The reason is already within your question when looking at

... like the 8185, 8355, 8755, ...


So you could have up to 256 bytes of ROM and some I/O peripherals, and still make a very useful computer, without using any additional components.

while remembering that the 8085 is especially designed to enable very low chip count/embedded systems.

Or as Intel describes it on p.1-9 of the 1979 MCS-80/85 Family User's Manual:

The MCS-85 was designed to minimize the
amount of components required for most
systems. Intel designed several new peripheral
components that combine memory, I/O and
timer functions to fulfill this requirement. These
new peripheral devices directly interface to the
multiplexed MCS-85 bus structure and provide
new levels in system integration for today's

By multiplexing the low 8 address bits with data, a chip like 8155 can provide 256 bytes of RAM and three I/O ports (*1) in a single 40 pin package. If data would have be multiplexed on the high address, only two would have been possible. Similar the 8355/8755 can support two 8 bit ports in addition to a 2 KiB (EP)ROM.

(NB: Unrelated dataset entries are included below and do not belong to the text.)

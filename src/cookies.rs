//! Cookie baking and the session cookie wire format.

// crates.io
use base64::prelude::*;
use cookie::{Cookie, SameSite, time::OffsetDateTime};
use serde::{Deserialize, Serialize};
// self
use crate::{_prelude::*, identity::Identity, token::Secret};

/// Injectable wall clock, used to make cookie expirations deterministic under
/// test.
pub type WallClock = Arc<dyn Fn() -> OffsetDateTime + Send + Sync>;

/// The data stored per session, carried in the cookie value.
///
/// Wire format: base64 (standard alphabet) of the JSON object
/// `{"token": string, "user_id": identity}`. The payload is opaque but not
/// encrypted; the token it carries is independently verified server-side on
/// every request.
#[derive(Debug, Serialize, Deserialize)]
pub struct CookiePayload<U> {
	/// The secret session token bound to this cookie.
	pub token: Secret,
	/// The identity claimed by this cookie.
	pub user_id: U,
}
impl<U> CookiePayload<U>
where
	U: Identity,
{
	/// Encode the payload into a cookie value.
	pub fn encode(&self) -> Result<String> {
		let json = serde_json::to_vec(self)?;

		Ok(BASE64_STANDARD.encode(json))
	}

	/// Decode a cookie value back into a payload.
	pub fn decode(value: &str) -> Result<Self> {
		let json = BASE64_STANDARD.decode(value)?;

		Ok(serde_json::from_slice(&json)?)
	}
}

/// Bakes cookies representing a user identity and its associated session
/// token.
///
/// Each cookie minted carries the same name; i.e. the name associated with
/// the cookie in the requester's cookie jar (web browser / http client).
/// No validation of the identity or token happens here; that is the
/// [`Sessions`](crate::session::Sessions) store's job.
pub struct CookieFactory {
	name: String,
	secure: bool,
	clock: WallClock,
}
impl CookieFactory {
	/// Create a factory minting cookies under the given name.
	///
	/// The `Secure` attribute defaults to on; disable it only for plain-HTTP
	/// development setups.
	pub fn new(name: impl Into<String>) -> Self {
		Self { name: name.into(), secure: true, clock: Arc::new(OffsetDateTime::now_utc) }
	}

	/// Set the cookie `Secure` attribute.
	pub fn with_secure(mut self, secure: bool) -> Self {
		self.secure = secure;

		self
	}

	/// Inject a wall clock (primarily for tests).
	pub fn with_clock(mut self, clock: WallClock) -> Self {
		self.clock = clock;

		self
	}

	/// Name under which the factory's cookies are stored.
	pub fn name(&self) -> &str {
		&self.name
	}

	/// Bake a cookie binding `id` to `token`, expiring `ttl` from now.
	pub fn create<U>(&self, id: U, token: &Secret, ttl: Duration) -> Result<Cookie<'static>>
	where
		U: Identity,
	{
		let expiration = (self.clock)() + ttl;
		let payload = CookiePayload { token: token.clone(), user_id: id };
		let encoded = payload.encode()?;
		let cookie = Cookie::build((self.name.clone(), encoded))
			.path("/")
			.http_only(true)
			.same_site(SameSite::Lax)
			.secure(self.secure)
			.expires(expiration)
			.build();

		Ok(cookie)
	}
}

A basic system RAM, (EP)ROM and I/O can be done in just three 40 pin DIP packages:

enter image description here

(Figure 1-1 from p.1-10 of the 1979 MCS-80/85 Family User's Manual)


  • 2048 Bytes ROM
  • 256 Bytes RAM
  • One 14 Bit Timer
  • 38 I/O Lines
  • Two Serial Lines

All without any need for any additional decoding or latching. That's a pin density not far from single chip controllers, but with a full figured CPU bus.

By adding a 8156 RAM and I/O can be almost doubled

  • 256 Bytes RAM
  • One 14 Bit Timer
  • Two 8 Bit Ports
  • One 6 Bit Port

(Similar with another 8755 for EPROM and more I/O)

Still all without the need for decoding, latching or whatsoever, as the chips are intended to work as system.

Bottom line: It's all about delivering a high integrated, low pincount system, not just a CPU.

The whole idea was carried over to the 8088 (*2) allowing really nice minimal "16" Bit systems:

enter image description here

(Figure 11b from p.6-26 of the 1979 MCS-80/85 Family User's Manual, titled "8088 Five Chip System Configuration")

The 8185 is a dedicated 1 KiB RAM in an 18 pin DIP. Again with two CS lines, like the 8755, allowing to add more still without further decoding.

The 8185 didn't become very popular outside the embedded world and even there it served only a very narrow band of use cases. Anyone needing more RAM would prefer standard chips for their size and price. Especially as larger applications already had to add a latch and dedicated decoding to support (EP)ROMs for their increased code needs.

*1 - Plus timers.

*2 - After all the 8086 was only a stop gap measure to keep customers that outgrew the 8085 address space, and the 8088 was a later added version capable to integrate in an existing 8085 design with minimal changes - I've seen some where the 8088 was integrated via a daughter board plugged into an 8085 system.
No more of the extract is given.